Exercise instructions:
Would you output all the data exactly as it stands?
------------------------------
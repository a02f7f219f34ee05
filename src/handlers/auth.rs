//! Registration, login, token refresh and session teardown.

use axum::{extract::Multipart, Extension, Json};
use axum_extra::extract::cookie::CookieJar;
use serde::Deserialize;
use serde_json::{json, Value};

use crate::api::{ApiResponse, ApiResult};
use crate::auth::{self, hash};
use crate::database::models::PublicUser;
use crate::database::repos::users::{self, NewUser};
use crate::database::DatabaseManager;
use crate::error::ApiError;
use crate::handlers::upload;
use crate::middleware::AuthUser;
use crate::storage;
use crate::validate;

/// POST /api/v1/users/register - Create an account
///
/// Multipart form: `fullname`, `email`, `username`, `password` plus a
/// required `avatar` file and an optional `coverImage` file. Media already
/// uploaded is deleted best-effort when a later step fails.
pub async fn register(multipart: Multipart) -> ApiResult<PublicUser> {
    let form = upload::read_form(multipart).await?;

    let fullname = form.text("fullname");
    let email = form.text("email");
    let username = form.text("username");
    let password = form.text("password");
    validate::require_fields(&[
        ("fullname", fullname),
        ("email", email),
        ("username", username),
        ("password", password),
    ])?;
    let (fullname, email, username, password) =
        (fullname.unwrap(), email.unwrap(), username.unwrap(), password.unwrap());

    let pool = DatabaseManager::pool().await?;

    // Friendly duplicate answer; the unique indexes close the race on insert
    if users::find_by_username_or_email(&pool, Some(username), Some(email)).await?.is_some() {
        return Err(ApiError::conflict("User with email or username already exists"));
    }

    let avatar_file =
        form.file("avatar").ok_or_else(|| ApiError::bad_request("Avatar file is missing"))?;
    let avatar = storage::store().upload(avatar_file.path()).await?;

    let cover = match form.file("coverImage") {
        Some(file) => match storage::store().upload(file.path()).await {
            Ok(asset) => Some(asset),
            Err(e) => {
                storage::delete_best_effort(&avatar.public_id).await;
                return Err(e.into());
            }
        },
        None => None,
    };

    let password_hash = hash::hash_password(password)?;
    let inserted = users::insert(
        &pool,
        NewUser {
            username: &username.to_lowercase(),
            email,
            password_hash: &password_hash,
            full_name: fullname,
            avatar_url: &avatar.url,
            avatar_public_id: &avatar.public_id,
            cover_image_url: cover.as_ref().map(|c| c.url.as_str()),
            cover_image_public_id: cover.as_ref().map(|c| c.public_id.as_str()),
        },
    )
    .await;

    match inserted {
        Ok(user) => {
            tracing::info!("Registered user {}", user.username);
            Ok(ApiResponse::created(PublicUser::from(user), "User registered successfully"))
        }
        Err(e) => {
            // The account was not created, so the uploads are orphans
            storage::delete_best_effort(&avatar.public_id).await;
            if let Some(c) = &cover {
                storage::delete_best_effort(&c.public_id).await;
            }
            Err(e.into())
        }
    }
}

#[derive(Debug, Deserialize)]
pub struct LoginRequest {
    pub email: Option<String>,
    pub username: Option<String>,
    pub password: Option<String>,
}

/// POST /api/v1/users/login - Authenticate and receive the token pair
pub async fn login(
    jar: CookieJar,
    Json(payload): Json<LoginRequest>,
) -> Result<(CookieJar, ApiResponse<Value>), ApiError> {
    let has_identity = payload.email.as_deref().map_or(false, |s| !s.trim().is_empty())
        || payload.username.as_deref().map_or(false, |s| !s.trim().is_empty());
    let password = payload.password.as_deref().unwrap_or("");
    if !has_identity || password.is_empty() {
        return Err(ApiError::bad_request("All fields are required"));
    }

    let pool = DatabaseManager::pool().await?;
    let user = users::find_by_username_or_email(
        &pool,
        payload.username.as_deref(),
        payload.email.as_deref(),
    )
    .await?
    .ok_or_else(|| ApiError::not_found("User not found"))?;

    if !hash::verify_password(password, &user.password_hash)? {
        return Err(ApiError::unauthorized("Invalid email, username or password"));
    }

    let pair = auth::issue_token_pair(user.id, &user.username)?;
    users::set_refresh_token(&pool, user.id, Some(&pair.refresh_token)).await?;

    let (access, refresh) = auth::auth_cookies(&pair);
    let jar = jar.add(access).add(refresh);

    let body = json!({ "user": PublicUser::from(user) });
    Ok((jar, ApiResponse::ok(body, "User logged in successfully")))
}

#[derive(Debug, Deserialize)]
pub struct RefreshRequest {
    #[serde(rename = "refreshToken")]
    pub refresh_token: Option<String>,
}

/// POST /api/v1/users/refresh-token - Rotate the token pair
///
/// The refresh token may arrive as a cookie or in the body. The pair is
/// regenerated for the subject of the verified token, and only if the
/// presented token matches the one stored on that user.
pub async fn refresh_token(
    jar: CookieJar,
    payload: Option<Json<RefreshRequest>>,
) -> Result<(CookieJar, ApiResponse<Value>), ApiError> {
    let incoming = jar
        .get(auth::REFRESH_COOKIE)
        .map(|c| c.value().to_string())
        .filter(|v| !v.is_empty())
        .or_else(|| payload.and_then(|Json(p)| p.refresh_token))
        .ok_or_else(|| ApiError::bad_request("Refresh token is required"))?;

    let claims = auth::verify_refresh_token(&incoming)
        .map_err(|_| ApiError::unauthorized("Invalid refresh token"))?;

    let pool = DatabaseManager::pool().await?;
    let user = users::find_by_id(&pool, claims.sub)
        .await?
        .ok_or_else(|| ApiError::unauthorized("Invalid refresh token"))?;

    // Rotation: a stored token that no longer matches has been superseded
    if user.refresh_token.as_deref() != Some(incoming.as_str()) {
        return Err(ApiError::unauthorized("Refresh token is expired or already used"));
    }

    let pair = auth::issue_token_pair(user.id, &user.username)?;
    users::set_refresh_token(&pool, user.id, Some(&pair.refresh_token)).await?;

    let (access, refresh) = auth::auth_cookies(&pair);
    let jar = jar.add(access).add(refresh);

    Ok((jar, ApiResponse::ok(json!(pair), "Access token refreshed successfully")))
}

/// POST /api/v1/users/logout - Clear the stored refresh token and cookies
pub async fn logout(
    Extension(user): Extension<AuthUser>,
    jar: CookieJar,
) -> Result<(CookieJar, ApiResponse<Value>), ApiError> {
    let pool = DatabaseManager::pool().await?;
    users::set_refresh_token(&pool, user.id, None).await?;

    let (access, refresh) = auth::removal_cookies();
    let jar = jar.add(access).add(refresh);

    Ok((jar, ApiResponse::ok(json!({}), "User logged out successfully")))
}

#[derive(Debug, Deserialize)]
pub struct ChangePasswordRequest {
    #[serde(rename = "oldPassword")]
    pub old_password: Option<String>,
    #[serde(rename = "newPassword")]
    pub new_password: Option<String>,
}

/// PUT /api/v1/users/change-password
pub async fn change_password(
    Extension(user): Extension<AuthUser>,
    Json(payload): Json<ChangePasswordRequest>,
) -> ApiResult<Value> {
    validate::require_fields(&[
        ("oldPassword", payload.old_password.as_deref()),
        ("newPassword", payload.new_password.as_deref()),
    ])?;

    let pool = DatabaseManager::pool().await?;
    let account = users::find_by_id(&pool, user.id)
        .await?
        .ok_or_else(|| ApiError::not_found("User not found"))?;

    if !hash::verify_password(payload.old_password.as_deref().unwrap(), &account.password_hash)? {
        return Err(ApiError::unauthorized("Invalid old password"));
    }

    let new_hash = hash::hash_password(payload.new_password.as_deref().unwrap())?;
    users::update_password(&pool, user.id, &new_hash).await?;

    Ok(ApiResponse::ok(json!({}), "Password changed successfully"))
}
------------------------------
Your response:
repository a02f7f219f34ee05
filename src/handlers/auth.rs
//! Registration, login, token refresh and session teardown.

use axum::{extract::Multipart, Extension, Json};
use axum_extra::extract::cookie::CookieJar;
use serde::Deserialize;
use serde_json::{json, Value};

use crate::api::{ApiResponse, ApiResult};
use crate::auth::{self, hash};
use crate::database::models::PublicUser;
use crate::database::repos::users::{self, NewUser};
use crate::database::DatabaseManager;
use crate::error::ApiError;
use crate::handlers::upload;
use crate::middleware::AuthUser;
use crate::storage;
use crate::validate;

/// POST /api/v1/users/register - Create an account
///
/// Multipart form: `fullname`, `email`, `username`, `password` plus a
/// required `avatar` file and an optional `coverImage` file. Media already
/// uploaded is deleted best-effort when a later step fails.
pub async fn register(multipart: Multipart) -> ApiResult<PublicUser> {
    let form = upload::read_form(multipart).await?;

    let fullname = form.text("fullname");
    let email = form.text("email");
    let username = form.text("username");
    let password = form.text("password");
    validate::require_fields(&[
        ("fullname", fullname),
        ("email", email),
        ("username", username),
        ("password", password),
    ])?;
    let (fullname, email, username, password) =
        (fullname.unwrap(), email.unwrap(), username.unwrap(), password.unwrap());

    let pool = DatabaseManager::pool().await?;

    // Friendly duplicate answer; the unique indexes close the race on insert
    if users::find_by_username_or_email(&pool, Some(username), Some(email)).await?.is_some() {
        return Err(ApiError::conflict("User with email or username already exists"));
    }

    let avatar_file =
        form.file("avatar").ok_or_else(|| ApiError::bad_request("Avatar file is missing"))?;
    let avatar = storage::store().upload(avatar_file.path()).await?;

    let cover = match form.file("coverImage") {
        Some(file) => match storage::store().upload(file.path()).await {
            Ok(asset) => Some(asset),
            Err(e) => {
                storage::delete_best_effort(&avatar.public_id).await;
                return Err(e.into());
            }
        },
        None => None,
    };

    let password_hash = hash::hash_password(password)?;
    let inserted = users::insert(
        &pool,
        NewUser {
            username: &username.to_lowercase(),
            email,
            password_hash: &password_hash,
            full_name: fullname,
            avatar_url: &avatar.url,
            avatar_public_id: &avatar.public_id,
            cover_image_url: cover.as_ref().map(|c| c.url.as_str()),
            cover_image_public_id: cover.as_ref().map(|c| c.public_id.as_str()),
        },
    )
    .await;

    match inserted {
        Ok(user) => {
            tracing::info!("Registered user {}", user.username);
            Ok(ApiResponse::created(PublicUser::from(user), "User registered successfully"))
        }
        Err(e) => {
            // The account was not created, so the uploads are orphans
            storage::delete_best_effort(&avatar.public_id).await;
            if let Some(c) = &cover {
                storage::delete_best_effort(&c.public_id).await;
            }
            Err(e.into())
        }
    }
}

#[derive(Debug, Deserialize)]
pub struct LoginRequest {
    pub email: Option<String>,
    pub username: Option<String>,
    pub password: Option<String>,
}

/// POST /api/v1/users/login - Authenticate and receive the token pair
pub async fn login(
    jar: CookieJar,
    Json(payload): Json<LoginRequest>,
) -> Result<(CookieJar, ApiResponse<Value>), ApiError> {
    let has_identity = payload.email.as_deref().map_or(false, |s| !s.trim().is_empty())
        || payload.username.as_deref().map_or(false, |s| !s.trim().is_empty());
    let password = payload.password.as_deref().unwrap_or("");
    if !has_identity || password.is_empty() {
        return Err(ApiError::bad_request("All fields are required"));
    }

    let pool = DatabaseManager::pool().await?;
    let user = users::find_by_username_or_email(
        &pool,
        payload.username.as_deref(),
        payload.email.as_deref(),
    )
    .await?
    .ok_or_else(|| ApiError::not_found("User not found"))?;

    if !hash::verify_password(password, &user.password_hash)? {
        return Err(ApiError::unauthorized("Invalid email, username or password"));
    }

    let pair = auth::issue_token_pair(user.id, &user.username)?;
    users::set_refresh_token(&pool, user.id, Some(&pair.refresh_token)).await?;

    let (access, refresh) = auth::auth_cookies(&pair);
    let jar = jar.add(access).add(refresh);

    let body = json!({ "user": PublicUser::from(user) });
    Ok((jar, ApiResponse::ok(body, "User logged in successfully")))
}

#[derive(Debug, Deserialize)]
pub struct RefreshRequest {
    #[serde(rename = "refreshToken")]
    pub refresh_token: Option<String>,
}

/// POST /api/v1/users/refresh-token - Rotate the token pair
///
/// The refresh token may arrive as a cookie or in the body. The pair is
/// regenerated for the subject of the verified token, and only if the
/// presented token matches the one stored on that user.
pub async fn refresh_token(
    jar: CookieJar,
    payload: Option<Json<RefreshRequest>>,
) -> Result<(CookieJar, ApiResponse<Value>), ApiError> {
    let incoming = jar
        .get(auth::REFRESH_COOKIE)
        .map(|c| c.value().to_string())
        .filter(|v| !v.is_empty())
        .or_else(|| payload.and_then(|Json(p)| p.refresh_token))
        .ok_or_else(|| ApiError::bad_request("Refresh token is required"))?;

    let claims = auth::verify_refresh_token(&incoming)
        .map_err(|_| ApiError::unauthorized("Invalid refresh token"))?;

    let pool = DatabaseManager::pool().await?;
    let user = users::find_by_id(&pool, claims.sub)
        .await?
        .ok_or_else(|| ApiError::unauthorized("Invalid refresh token"))?;

    // Rotation: a stored token that no longer matches has been superseded
    if user.refresh_token.as_deref() != Some(incoming.as_str()) {
        return Err(ApiError::unauthorized("Refresh token is expired or already used"));
    }

    let pair = auth::issue_token_pair(user.id, &user.username)?;
    users::set_refresh_token(&pool, user.id, Some(&pair.refresh_token)).await?;

    let (access, refresh) = auth::auth_cookies(&pair);
    let jar = jar.add(access).add(refresh);

    Ok((jar, ApiResponse::ok(json!(pair), "Access token refreshed successfully")))
}

/// POST /api/v1/users/logout - Clear the stored refresh token and cookies
pub async fn logout(
    Extension(user): Extension<AuthUser>,
    jar: CookieJar,
) -> Result<(CookieJar, ApiResponse<Value>), ApiError> {
    let pool = DatabaseManager::pool().await?;
    users::set_refresh_token(&pool, user.id, None).await?;

    let (access, refresh) = auth::removal_cookies();
    let jar = jar.add(access).add(refresh);

    Ok((jar, ApiResponse::ok(json!({}), "User logged out successfully")))
}

#[derive(Debug, Deserialize)]
pub struct ChangePasswordRequest {
    #[serde(rename = "oldPassword")]
    pub old_password: Option<String>,
    #[serde(rename = "newPassword")]
    pub new_password: Option<String>,
}

/// PUT /api/v1/users/change-password
pub async fn change_password(
    Extension(user): Extension<AuthUser>,
    Json(payload): Json<ChangePasswordRequest>,
) -> ApiResult<Value> {
    validate::require_fields(&[
        ("oldPassword", payload.old_password.as_deref()),
        ("newPassword", payload.new_password.as_deref()),
    ])?;

    let pool = DatabaseManager::pool().await?;
    let account = users::find_by_id(&pool, user.id)
        .await?
        .ok_or_else(|| ApiError::not_found("User not found"))?;

    if !hash::verify_password(payload.old_password.as_deref().unwrap(), &account.password_hash)? {
        return Err(ApiError::unauthorized("Invalid old password"));
    }

    let new_hash = hash::hash_password(payload.new_password.as_deref().unwrap())?;
    users::update_password(&pool, user.id, &new_hash).await?;

    Ok(ApiResponse::ok(json!({}), "Password changed successfully"))
}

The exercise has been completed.